The probability of survival (PS) was calculated by the Trauma and Injury Severity Score methodology--which considers age, trauma score, ISS, and injury mechanism (blunt or penetrating)--and converted to percentage. [11] Data for calculating the PS was applicable in only 146 (76%) of the 191 in-hospital deaths, because respiratory rate data obtained in intubated patients was not accurate. Hospital deaths were judged nonpreventable, potentially preventable, or frankly preventable, based on the guidelines of Shackford et al. [12] All cases were categorized by the trauma team, including neurosurgery service, in weekly morbidity and mortality conferences in the respective hospitals, and subsequently reverified at monthly trauma committee meetings.
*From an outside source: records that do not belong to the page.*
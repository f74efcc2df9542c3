use std::path::Path;

use rusqlite::params;
use tokio_rusqlite::Connection;

use crate::config::RunConfig;
use crate::config::RunMetadata;
use crate::error::{AppError, AppResult, StorageError};
use crate::http_client::{ErrorKind, RequestEvent};
use crate::metrics::PerSecondMetrics;

use super::{RunMeta, Storage};

const SCHEMA: &str = "
CREATE TABLE IF NOT EXISTS run_meta (
    run_id TEXT PRIMARY KEY,
    created_at TEXT NOT NULL,
    config_json TEXT NOT NULL,
    notes TEXT NOT NULL
);
CREATE TABLE IF NOT EXISTS request_events (
    run_id TEXT NOT NULL,
    wall_time REAL NOT NULL,
    mono_time REAL NOT NULL,
    latency_ms REAL NOT NULL,
    status_code INTEGER,
    error_type TEXT,
    bytes_sent INTEGER NOT NULL,
    bytes_received INTEGER NOT NULL
);
CREATE TABLE IF NOT EXISTS per_second (
    run_id TEXT NOT NULL,
    second INTEGER NOT NULL,
    requested_rps REAL NOT NULL,
    achieved_rps REAL NOT NULL,
    p50_ms REAL NOT NULL,
    p95_ms REAL NOT NULL,
    p99_ms REAL NOT NULL,
    error_rate REAL NOT NULL,
    timeout_rate REAL NOT NULL
);
";

fn clamp_i64(value: u64) -> i64 {
    i64::try_from(value).unwrap_or(i64::MAX)
}

fn error_kind_to_str(kind: ErrorKind) -> &'static str {
    kind.as_str()
}

fn str_to_error_kind(value: &str) -> Option<ErrorKind> {
    match value {
        "timeout" => Some(ErrorKind::Timeout),
        "connect" => Some(ErrorKind::Connect),
        "read" => Some(ErrorKind::Read),
        "other" => Some(ErrorKind::Other),
        _ => None,
    }
}

/// SQLite-backed adapter. `open` creates the schema on first connect if it
/// does not yet exist.
pub struct SqliteStorage {
    conn: Connection,
}

impl SqliteStorage {
    pub async fn open(path: &Path) -> AppResult<Self> {
        let conn = Connection::open(path)
            .await
            .map_err(|source| AppError::storage(StorageError::Connection {
                context: "open database",
                source,
            }))?;
        conn.call(|conn| {
            conn.execute_batch(SCHEMA)?;
            Ok(())
        })
        .await
        .map_err(|source| {
            AppError::storage(StorageError::Connection {
                context: "create schema",
                source,
            })
        })?;
        Ok(Self { conn })
    }
}

impl Storage for SqliteStorage {
    async fn run_exists(&self, run_id: &str) -> AppResult<bool> {
        let run_id = run_id.to_string();
        self.conn
            .call(move |conn| {
                let exists: bool = conn.query_row(
                    "SELECT EXISTS(SELECT 1 FROM run_meta WHERE run_id = ?1)",
                    params![run_id],
                    |row| row.get(0),
                )?;
                Ok(exists)
            })
            .await
            .map_err(|source| {
                AppError::storage(StorageError::Connection {
                    context: "check run_exists",
                    source,
                })
            })
    }

    async fn save_run(
        &self,
        config: &RunConfig,
        events: &[RequestEvent],
        per_second: &[PerSecondMetrics],
    ) -> AppResult<()> {
        if self.run_exists(&config.run_id).await? {
            return Err(AppError::storage(StorageError::DuplicateRunId {
                run_id: config.run_id.clone(),
            }));
        }

        let metadata = RunMetadata::from(config);
        let config_json = metadata
            .to_json()
            .map_err(|source| AppError::storage(StorageError::Json {
                context: "serialize run metadata",
                source,
            }))?;
        let run_id = config.run_id.clone();
        let created_at = config.created_at.to_rfc3339();
        let notes = config.notes.clone();
        let events = events.to_vec();
        let per_second = per_second.to_vec();

        self.conn
            .call(move |conn| {
                let tx = conn.transaction()?;
                {
                    tx.execute(
                        "INSERT INTO run_meta (run_id, created_at, config_json, notes) VALUES (?1, ?2, ?3, ?4)",
                        params![run_id, created_at, config_json, notes],
                    )?;

                    let mut event_stmt = tx.prepare(
                        "INSERT INTO request_events (run_id, wall_time, mono_time, latency_ms, status_code, error_type, bytes_sent, bytes_received) VALUES (?1, ?2, ?3, ?4, ?5, ?6, ?7, ?8)",
                    )?;
                    for event in &events {
                        event_stmt.execute(params![
                            event.run_id,
                            event.wall_time,
                            event.mono_time,
                            event.latency_ms,
                            event.status_code,
                            event.error_kind.map(error_kind_to_str),
                            clamp_i64(event.bytes_sent),
                            clamp_i64(event.bytes_received),
                        ])?;
                    }

                    let mut per_second_stmt = tx.prepare(
                        "INSERT INTO per_second (run_id, second, requested_rps, achieved_rps, p50_ms, p95_ms, p99_ms, error_rate, timeout_rate) VALUES (?1, ?2, ?3, ?4, ?5, ?6, ?7, ?8, ?9)",
                    )?;
                    for row in &per_second {
                        per_second_stmt.execute(params![
                            row.run_id,
                            clamp_i64(row.second),
                            row.requested_rps,
                            row.achieved_rps,
                            row.p50_ms,
                            row.p95_ms,
                            row.p99_ms,
                            row.error_rate,
                            row.timeout_rate,
                        ])?;
                    }
                }
                tx.commit()?;
                Ok(())
            })
            .await
            .map_err(|source| {
                AppError::storage(StorageError::Connection {
                    context: "save run",
                    source,
                })
            })
    }

    async fn load_per_second(&self, run_id: &str) -> AppResult<Vec<PerSecondMetrics>> {
        let run_id_owned = run_id.to_string();
        self.conn
            .call(move |conn| {
                let mut stmt = conn.prepare(
                    "SELECT run_id, second, requested_rps, achieved_rps, p50_ms, p95_ms, p99_ms, error_rate, timeout_rate FROM per_second WHERE run_id = ?1 ORDER BY second ASC",
                )?;
                let rows = stmt
                    .query_map(params![run_id_owned], |row| {
                        Ok(PerSecondMetrics {
                            run_id: row.get(0)?,
                            second: row.get::<_, i64>(1)? as u64,
                            requested_rps: row.get(2)?,
                            achieved_rps: row.get(3)?,
                            p50_ms: row.get(4)?,
                            p95_ms: row.get(5)?,
                            p99_ms: row.get(6)?,
                            error_rate: row.get(7)?,
                            timeout_rate: row.get(8)?,
                        })
                    })?
                    .collect::<Result<Vec<_>, _>>()?;
                Ok(rows)
            })
            .await
            .map_err(|source| {
                AppError::storage(StorageError::Connection {
                    context: "load per_second",
                    source,
                })
            })
    }

    async fn load_request_events(&self, run_id: &str) -> AppResult<Vec<RequestEvent>> {
        let run_id_owned = run_id.to_string();
        self.conn
            .call(move |conn| {
                let mut stmt = conn.prepare(
                    "SELECT run_id, wall_time, mono_time, latency_ms, status_code, error_type, bytes_sent, bytes_received FROM request_events WHERE run_id = ?1",
                )?;
                let rows = stmt
                    .query_map(params![run_id_owned], |row| {
                        let error_type: Option<String> = row.get(5)?;
                        Ok(RequestEvent {
                            run_id: row.get(0)?,
                            wall_time: row.get(1)?,
                            mono_time: row.get(2)?,
                            latency_ms: row.get(3)?,
                            status_code: row.get::<_, Option<i64>>(4)?.map(|v| v as u16),
                            error_kind: error_type.as_deref().and_then(str_to_error_kind),
                            bytes_sent: row.get::<_, i64>(6)? as u64,
                            bytes_received: row.get::<_, i64>(7)? as u64,
                        })
                    })?
                    .collect::<Result<Vec<_>, _>>()?;
                Ok(rows)
            })
            .await
            .map_err(|source| {
                AppError::storage(StorageError::Connection {
                    context: "load request_events",
                    source,
                })
            })
    }

    async fn load_run_meta(&self, run_id: &str) -> AppResult<Option<RunMeta>> {
        let run_id_owned = run_id.to_string();
        self.conn
            .call(move |conn| {
                let result = conn.query_row(
                    "SELECT run_id, created_at, config_json, notes FROM run_meta WHERE run_id = ?1",
                    params![run_id_owned],
                    |row| {
                        Ok(RunMeta {
                            run_id: row.get(0)?,
                            created_at: row.get(1)?,
                            config_json: row.get(2)?,
                            notes: row.get(3)?,
                        })
                    },
                );
                match result {
                    Ok(meta) => Ok(Some(meta)),
                    Err(rusqlite::Error::QueryReturnedNoRows) => Ok(None),
                    Err(err) => Err(err),
                }
            })
            .await
            .map_err(|source| {
                AppError::storage(StorageError::Connection {
                    context: "load run_meta",
                    source,
                })
            })
    }

    async fn list_runs(&self) -> AppResult<Vec<RunMeta>> {
        self.conn
            .call(move |conn| {
                let mut stmt = conn.prepare(
                    "SELECT run_id, created_at, config_json, notes FROM run_meta ORDER BY created_at DESC",
                )?;
                let rows = stmt
                    .query_map([], |row| {
                        Ok(RunMeta {
                            run_id: row.get(0)?,
                            created_at: row.get(1)?,
                            config_json: row.get(2)?,
                            notes: row.get(3)?,
                        })
                    })?
                    .collect::<Result<Vec<_>, _>>()?;
                Ok(rows)
            })
            .await
            .map_err(|source| {
                AppError::storage(StorageError::Connection {
                    context: "list runs",
                    source,
                })
            })
    }
}

#[cfg(test)]
mod tests {
    use super::*;
    use crate::config::{
        BurstyParams, CircuitBreakerConfig, LoadModel, PatternParams, RetryConfig, TargetConfig,
    };
    use std::collections::BTreeMap;

    fn config(run_id: &str) -> RunConfig {
        RunConfig::new(
            TargetConfig {
                base_url: "http://example.test".into(),
                method: "GET".into(),
                timeout_sec: 5.0,
                headers: BTreeMap::new(),
            },
            PatternParams::Bursty(BurstyParams {
                baseline_rps: 10.0,
                burst_rps: 20.0,
                burst_duration_sec: 1,
                burst_interval_sec: 5,
                jitter_pct: 0.0,
            }),
            2,
            LoadModel::OpenLoop,
            1,
            7,
            RetryConfig::default(),
            CircuitBreakerConfig::default(),
            Some(run_id.to_string()),
            "test run".into(),
        )
        .expect("valid config")
    }

    #[tokio::test]
    async fn save_and_load_round_trips() {
        let dir = tempfile::tempdir().expect("tempdir");
        let path = dir.path().join("runs.sqlite3");
        let storage = SqliteStorage::open(&path).await.expect("open");

        let cfg = config("roundtrip-run");
        assert!(!storage.run_exists(&cfg.run_id).await.expect("exists"));

        let events = vec![RequestEvent {
            run_id: cfg.run_id.clone(),
            wall_time: 1.0,
            mono_time: 0.5,
            latency_ms: 12.0,
            status_code: Some(200),
            error_kind: None,
            bytes_sent: 0,
            bytes_received: 100,
        }];
        let per_second = vec![PerSecondMetrics {
            run_id: cfg.run_id.clone(),
            second: 0,
            requested_rps: 10.0,
            achieved_rps: 1.0,
            p50_ms: 12.0,
            p95_ms: 12.0,
            p99_ms: 12.0,
            error_rate: 0.0,
            timeout_rate: 0.0,
        }];

        storage
            .save_run(&cfg, &events, &per_second)
            .await
            .expect("save run");

        assert!(storage.run_exists(&cfg.run_id).await.expect("exists"));

        let loaded_events = storage
            .load_request_events(&cfg.run_id)
            .await
            .expect("load events");
        assert_eq!(loaded_events.len(), 1);
        assert_eq!(loaded_events[0].status_code, Some(200));

        let loaded_rows = storage
            .load_per_second(&cfg.run_id)
            .await
            .expect("load per_second");
        assert_eq!(loaded_rows.len(), 1);
        assert_eq!(loaded_rows[0].achieved_rps, 1.0);

        let meta = storage
            .load_run_meta(&cfg.run_id)
            .await
            .expect("load meta")
            .expect("meta present");
        assert_eq!(meta.run_id, cfg.run_id);
        assert_eq!(meta.notes, "test run");
    }

    #[tokio::test]
    async fn duplicate_run_id_is_rejected() {
        let dir = tempfile::tempdir().expect("tempdir");
        let path = dir.path().join("runs.sqlite3");
        let storage = SqliteStorage::open(&path).await.expect("open");
        let cfg = config("dup-run");
        storage.save_run(&cfg, &[], &[]).await.expect("first save");
        let err = storage.save_run(&cfg, &[], &[]).await.unwrap_err();
        assert!(matches!(err, AppError::Storage(StorageError::DuplicateRunId { .. })));
    }

    #[tokio::test]
    async fn list_runs_orders_by_created_at_desc() {
        let dir = tempfile::tempdir().expect("tempdir");
        let path = dir.path().join("runs.sqlite3");
        let storage = SqliteStorage::open(&path).await.expect("open");
        storage.save_run(&config("run-a"), &[], &[]).await.expect("save a");
        storage.save_run(&config("run-b"), &[], &[]).await.expect("save b");
        let runs = storage.list_runs().await.expect("list");
        assert_eq!(runs.len(), 2);
    }
}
Briefly, nonpreventable deaths consisted of anatomic injuries considered to be nonsurvivable with optimum care as outlined by ATLS and, when available, a PS <25%. Care is not suspected to compromise the possibility of survival. Potentially preventable deaths consist of very severe anatomic injuries, but survivable under optimal conditions with the patients physiologic state unstable or minimally responsive to treatment and, when available, a PS between 25% and 50%. Evaluation and management conformed to ATLS guidelines, but care was possibly implicated in the patients' demise. Frankly preventable deaths consisted of anatomic injuries considered survivable with patient physiologic state stable or responsive to treatment and, when available, a PS >50%. Evaluation and management were judged suspect. Questionable care of potentially and frankly preventable deaths was further qualified as resuscitative phase, operative phase, or critical care phase.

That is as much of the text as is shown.